For the analysis of COVID-19 plasma samples, a project-independent public spectral library24 was used as described previously23. The Human UniProt83 isoform sequence database (3AUP000005640) was used to annotate the library. The library was first automatically refined based on the dataset in question at 0.01 global q-value (using the ‘Generate spectral library’ option in DIA–NN). DIA–NN performs such refinement by finding the highest-scoring identification for each library precursor across all runs in the experiment, and then replacing the library data with the empirically observed spectrum and retention time.

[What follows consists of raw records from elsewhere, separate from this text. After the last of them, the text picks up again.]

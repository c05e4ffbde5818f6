//! # Slab Design Calculations
//!
//! The design chain, one module per stage. Each stage takes the previous
//! stage's output; only the first looks at raw user input.
//!
//! - [`spans`] - validated span sequence and span roles
//! - [`validation`] - span compatibility and live/dead ratio checks
//! - [`thickness`] - minimum thickness, self-weight and factored load
//! - [`moment_coefficients`] - ACI coefficient tables and per-span moments
//! - [`reinforcement`] - main bar and shrinkage bar design
//! - [`one_way_slab`] - the `SlabInput -> SlabDesign` entry point
//!
//! All types are JSON-serializable so the full result bundle can be handed to
//! any presentation layer.

pub mod moment_coefficients;
pub mod one_way_slab;
pub mod reinforcement;
pub mod spans;
pub mod thickness;
pub mod validation;

// Re-export commonly used types
pub use moment_coefficients::{MomentLocation, MomentSet, SpanMoments};
pub use one_way_slab::{calculate, SlabDesign, SlabInput};
pub use reinforcement::{BarSpacing, LocationReinforcement, SpanReinforcement};
pub use spans::{SpanRole, SpanSequence};
pub use thickness::ThicknessResult;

Empirical FDR estimation with two-species library

Because FDR calculations are software- and acquisition-mode-specific, thus potentially affecting benchmarking results, we also compared Scanning SWATH data with conventional stepped SWATH using the two-species library approach, which estimates true-positive calls in an unbiased fashion on the basis of an empirically measured FDR8,22. We augmented the human library with A. thaliana precursors, obtained from ProteomeXchange (dataset PXD012710, Arabidopsis proteome spectral library, ‘Arabidopsis_Library_TripleTOF5600_Spectronaut.xls’), as negative controls. Peptides that matched both the UniProt83 human canonical proteome (3AUP000005640) and the UniProt A. thaliana canonical proteome (3AUP000005648) were removed from the library. Spectra and retention times in the merged human/A. thaliana library were replaced with in silico predicted values whenever possible using the deep-learning-based prediction integrated in DIA–NN. Empirical FDR was estimated as previously described22. In short, empirical FDR is the ratio of A. thaliana precursors and human precursors identified multiplied by the ratio of human precursors and A. thaliana precursors in the library (only precursors ranging 400–900 m/z were considered).

Reporting Summary

Further information on research design is available in the Nature Research Reporting Summary linked to this article.